目前对转基因食品的检测按原理主要分为针对外源蛋白质和针对外源DNA的两种鉴定技术。

• 外源蛋白质的测定

        即从蛋白质水平对转基因食品进行检测，实际应用中主要采用的是免疫学检测法，即Western杂交、酶联免疫吸附法(ELISA)和试纸条法。免疫学检测法可以检测具有抗原性的蛋白质类表达产物的存在，它是通过抗原抗体特异反应来实现的。
        Western杂交是将蛋白质电泳、印迹、免疫测定融为一体的特异蛋白质检测方法．具有很高的灵敏性．可以从植物细胞总蛋白中检测出50ng的特异蛋白。Western杂交检测的关键是抗体的制备 。
        酶联免疫吸附法 ELISA (Enzyme Linked Immunosorbent Assay)建立了固――液抗原抗体反应体系。并采用酶标记，抗体与抗原的结合通过酶反应来检测。由于酶的放大作用，使测定的灵敏度极高，可检测出1 pg的目的物，同时酶反应还具有很强的特异性。它的检测原理和过程基本与Western杂交检测相似。
        试纸条法(Lateral Flow Strip) 是最近15年发展起来的，之前主要用于医学领域。与ELISA相似，这种测定方法是将特异的抗体交联到试纸条上和有颜色的物质上，当纸上抗体和特异抗原结合后，再和带有颜色的特异抗体进行反应，就形成了带有颜色的三明治机构，并且固定在试纸条上，如果没有抗原，则没有颜色。因此整个操作相对简单一些。目前市场上也出现了一些此类测试的试剂盒。
        外源蛋白质检测法快速，具有一定的灵敏度，也能进行半定量，尤其是试纸条法，不需要特殊的仪器设备，适用于现场检验或初筛。但外源蛋白质检测法有三方面的局限性：(1)由于抗原抗体反应的专一性，每种转基因产品都要开发和建立专门的检测试剂和方法，而转基因产品种类繁多，要建立所有转基因产品的蛋白质检测法工作量很大；(2)对于加工过的转基因食品，其蛋白质很容易被破坏，从而影响检测结果的准确性；(3)有些插入基因还具有表达部位特异性，这些基因的表达并不象DNA那样存在于转基因作物的任何部位，甚至有的转基因产品的插入基因根本不表达或表达量很低，这些都会影响检测结果。

• 外源DNA的检测

        目前对于外源基因的检测主要是通过对转入的外源基因进行PCR扩增，然后进行紫外或荧光检测。

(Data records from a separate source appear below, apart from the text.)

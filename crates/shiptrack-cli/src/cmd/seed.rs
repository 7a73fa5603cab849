use crate::output::print_json;
use anyhow::Context;
use shiptrack_core::config::Config;
use shiptrack_core::order::Order;
use shiptrack_core::store::OrderStore;
use shiptrack_core::{paths, pricing};
use std::path::Path;

/// Demo customers and pieces (weight in grams, stone value in cents,
/// making charge percent). Totals come from the pricing module at the
/// current demo gold rate.
const CUSTOMERS: &[&str] = &[
    "Priya Sharma",
    "Arjun Mehta",
    "Kavya Nair",
    "Rohan Gupta",
    "Ananya Iyer",
    "Vikram Rao",
    "Meera Joshi",
    "Aditya Kulkarni",
];

const PIECES: &[(f64, u64, f64)] = &[
    (4.2, 0, 10.0),
    (10.5, 200_000, 12.0),
    (2.8, 150_000, 14.0),
    (7.0, 0, 11.0),
    (15.3, 450_000, 12.5),
    (3.6, 80_000, 13.0),
    (8.9, 0, 10.5),
    (5.4, 120_000, 12.0),
];

const DEMO_GOLD_RATE_CENTS_PER_GRAM: u64 = 650_000;
const GST_PCT: f64 = 3.0;

pub fn run(root: &Path, count: usize, json: bool) -> anyhow::Result<()> {
    let config = Config::load(root)?;
    let store =
        OrderStore::open(&paths::store_path(root, &config)).context("failed to open order store")?;

    let mut created = Vec::with_capacity(count);
    for i in 0..count {
        let customer = CUSTOMERS[i % CUSTOMERS.len()];
        let (weight, stone, making) = PIECES[i % PIECES.len()];
        let breakdown = pricing::quote(
            weight,
            DEMO_GOLD_RATE_CENTS_PER_GRAM,
            stone,
            making,
            GST_PCT,
        );

        let order = Order::new_auto(customer, breakdown.total_cents);
        store.insert(&order)?;

        // Dispatch every other order so a seeded store has work for the
        // reconciliation job straight away.
        let order = if i % 2 == 0 {
            let reference = format!("SR{:09}", 100_000_000 + i as u64);
            store.attach_tracking(order.id, &reference)?
        } else {
            order
        };
        created.push(order);
    }

    if json {
        print_json(&created)?;
    } else {
        let dispatched = created
            .iter()
            .filter(|o| o.tracking_reference.is_some())
            .count();
        println!(
            "Seeded {} orders ({} dispatched with tracking references)",
            created.len(),
            dispatched
        );
    }
    Ok(())
}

PCR技术全称“聚合酶链反应技术”，是一种在体外由引物介导的DNA聚合酶催化的聚合反应，能在短时间内准确地将目的序列大量复制。在转基因食品检测方面，主要是用于从DNA即基因水平来鉴定被测食品。由于它的快速、灵敏、费用低、检测仅需微量的DNA并且可以同时检测多个样品，正成为这一领域日趋成熟的方法之一。
        转基因食品重组DNA的基本结构包括启动子、目的基因、终止子和标记基因。由于目的基因种类繁多，所以先用转基因食品最常采用的转录启动子CaMV35S、转录终止子NOS及抗生素抗性基因NPTII三个序列来设计引物进行PCR反应．对结果阳性者可再检测目的基因。
         PCR反应具有高度特异性和敏感性，但对实验技术的要求很高，其结果易受许多因素的干扰而产生误差，一般PCR只用作转基因食品的定性筛选检测。针对所存在的问题，研究人员在实验设计中引入内部参照反应，以消除检测时的干扰，并与已知含量的系列GMO标准样的PCR结果进行比较，从而可以半定量地检测待测样品的GMO含量。近年来定量竞争PCR(Quantitative competitive PCR)和实时(Real－Time)荧光定量PCR都已用于转基因食品的定量检测。竞争性定量的基本原理是用人工设计的竞争模板以不同稀释度与标本共同扩增，以竞争模板的稀释度和结果做标准曲线，判断标本中待测核酸的量。实时荧光PCR技术是指在PCR反应体系中加入荧光集团，利用荧光信号积累实时检测整个PCR进程，最后通过标准曲线对未知模板进行定量的方法。PCR-ELISA是一种将PCR的高效性与ELISA高特异性结合在一起的检测方法，利用地高辛或生物素等标记引物，将PCR扩增产物与固相板上特异探针结合，再加入抗地高辛或生物素的酶标抗体－辣根过氧化物酶结合物，最后使底物显色，在酶标仪上读数。利用PCR-ELISA法对转基因大豆检测，灵敏度比欧盟推荐的PCR方法高5－10倍。